[Collected data entries]
■ ■ ■ ■ ■

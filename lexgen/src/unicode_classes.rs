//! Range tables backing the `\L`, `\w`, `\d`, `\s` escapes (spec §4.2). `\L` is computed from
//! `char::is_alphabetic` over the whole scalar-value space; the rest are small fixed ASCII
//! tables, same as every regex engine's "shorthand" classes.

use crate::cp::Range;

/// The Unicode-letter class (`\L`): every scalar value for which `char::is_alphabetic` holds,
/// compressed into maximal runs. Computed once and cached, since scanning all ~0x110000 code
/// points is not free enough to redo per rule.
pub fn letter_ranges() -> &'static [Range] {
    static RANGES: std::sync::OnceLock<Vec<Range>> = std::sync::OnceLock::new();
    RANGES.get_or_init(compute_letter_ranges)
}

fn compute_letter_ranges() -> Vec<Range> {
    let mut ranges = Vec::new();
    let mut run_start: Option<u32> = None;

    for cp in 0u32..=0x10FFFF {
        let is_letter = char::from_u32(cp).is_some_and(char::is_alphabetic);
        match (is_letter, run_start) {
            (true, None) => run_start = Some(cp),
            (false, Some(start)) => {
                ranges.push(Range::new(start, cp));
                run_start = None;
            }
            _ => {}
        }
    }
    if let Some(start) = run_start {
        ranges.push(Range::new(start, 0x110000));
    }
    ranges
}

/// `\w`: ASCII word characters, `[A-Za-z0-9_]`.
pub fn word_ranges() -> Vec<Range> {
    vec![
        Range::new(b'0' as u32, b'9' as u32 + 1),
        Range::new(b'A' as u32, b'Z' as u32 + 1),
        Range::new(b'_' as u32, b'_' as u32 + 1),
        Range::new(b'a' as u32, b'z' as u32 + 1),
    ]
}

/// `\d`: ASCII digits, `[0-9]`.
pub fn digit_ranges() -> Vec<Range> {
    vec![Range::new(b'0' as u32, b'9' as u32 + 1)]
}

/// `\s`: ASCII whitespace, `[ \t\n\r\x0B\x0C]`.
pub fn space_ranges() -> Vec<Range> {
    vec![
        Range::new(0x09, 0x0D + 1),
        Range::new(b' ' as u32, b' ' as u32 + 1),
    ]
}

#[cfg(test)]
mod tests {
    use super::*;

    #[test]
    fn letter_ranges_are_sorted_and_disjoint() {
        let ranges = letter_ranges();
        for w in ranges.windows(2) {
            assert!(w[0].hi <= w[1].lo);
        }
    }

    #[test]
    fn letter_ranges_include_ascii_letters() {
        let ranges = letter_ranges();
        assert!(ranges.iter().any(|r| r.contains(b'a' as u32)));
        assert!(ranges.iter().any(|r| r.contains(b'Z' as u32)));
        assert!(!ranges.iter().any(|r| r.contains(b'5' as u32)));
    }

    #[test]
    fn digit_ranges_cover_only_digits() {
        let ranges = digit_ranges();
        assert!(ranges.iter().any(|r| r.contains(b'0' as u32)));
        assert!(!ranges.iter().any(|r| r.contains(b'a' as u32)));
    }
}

■ ■ ■ ■ ■

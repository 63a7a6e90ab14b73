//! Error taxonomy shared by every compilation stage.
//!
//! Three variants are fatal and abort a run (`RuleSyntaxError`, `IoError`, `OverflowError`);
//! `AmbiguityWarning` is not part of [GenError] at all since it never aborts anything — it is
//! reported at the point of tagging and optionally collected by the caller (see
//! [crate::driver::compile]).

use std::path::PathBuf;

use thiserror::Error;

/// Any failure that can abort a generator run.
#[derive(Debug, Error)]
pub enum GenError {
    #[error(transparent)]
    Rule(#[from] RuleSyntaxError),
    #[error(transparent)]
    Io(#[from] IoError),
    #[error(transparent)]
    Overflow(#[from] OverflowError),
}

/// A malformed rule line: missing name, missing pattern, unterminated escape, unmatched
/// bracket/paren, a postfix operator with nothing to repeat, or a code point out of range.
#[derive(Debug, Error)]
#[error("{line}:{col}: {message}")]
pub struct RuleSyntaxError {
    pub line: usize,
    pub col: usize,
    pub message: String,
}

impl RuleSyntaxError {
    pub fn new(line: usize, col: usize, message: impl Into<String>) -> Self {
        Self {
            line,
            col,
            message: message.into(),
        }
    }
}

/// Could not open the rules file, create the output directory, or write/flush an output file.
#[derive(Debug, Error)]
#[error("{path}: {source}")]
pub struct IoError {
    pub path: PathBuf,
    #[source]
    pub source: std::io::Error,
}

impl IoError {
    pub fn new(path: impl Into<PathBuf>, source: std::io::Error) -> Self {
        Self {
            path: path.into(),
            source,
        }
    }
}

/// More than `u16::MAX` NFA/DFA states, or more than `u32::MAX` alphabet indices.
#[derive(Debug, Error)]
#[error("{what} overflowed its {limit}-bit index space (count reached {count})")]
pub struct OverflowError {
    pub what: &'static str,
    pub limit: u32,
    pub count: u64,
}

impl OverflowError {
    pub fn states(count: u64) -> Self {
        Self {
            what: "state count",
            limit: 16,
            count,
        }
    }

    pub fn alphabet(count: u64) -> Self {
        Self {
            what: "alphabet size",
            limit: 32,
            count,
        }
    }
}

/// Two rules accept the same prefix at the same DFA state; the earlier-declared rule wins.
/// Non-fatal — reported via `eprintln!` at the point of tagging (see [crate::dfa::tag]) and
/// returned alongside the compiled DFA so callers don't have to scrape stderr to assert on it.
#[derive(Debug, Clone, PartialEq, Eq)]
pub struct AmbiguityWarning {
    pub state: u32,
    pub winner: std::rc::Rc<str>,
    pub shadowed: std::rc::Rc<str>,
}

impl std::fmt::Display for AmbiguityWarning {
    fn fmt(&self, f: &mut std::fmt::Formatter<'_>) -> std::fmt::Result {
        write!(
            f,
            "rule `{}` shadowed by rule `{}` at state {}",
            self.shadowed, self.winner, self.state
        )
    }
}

■ ■ ■ ■ ■

Retype the entries above exactly, but only from the line containing "filename lexgen/src/unicode_classes.rs" through the line containing "let mut run_start: Option<u32> = None;", both included.

## Answer box
filename lexgen/src/unicode_classes.rs
//! Range tables backing the `\L`, `\w`, `\d`, `\s` escapes (spec §4.2). `\L` is computed from
//! `char::is_alphabetic` over the whole scalar-value space; the rest are small fixed ASCII
//! tables, same as every regex engine's "shorthand" classes.

use crate::cp::Range;

/// The Unicode-letter class (`\L`): every scalar value for which `char::is_alphabetic` holds,
/// compressed into maximal runs. Computed once and cached, since scanning all ~0x110000 code
/// points is not free enough to redo per rule.
pub fn letter_ranges() -> &'static [Range] {
    static RANGES: std::sync::OnceLock<Vec<Range>> = std::sync::OnceLock::new();
    RANGES.get_or_init(compute_letter_ranges)
}

fn compute_letter_ranges() -> Vec<Range> {
    let mut ranges = Vec::new();
    let mut run_start: Option<u32> = None;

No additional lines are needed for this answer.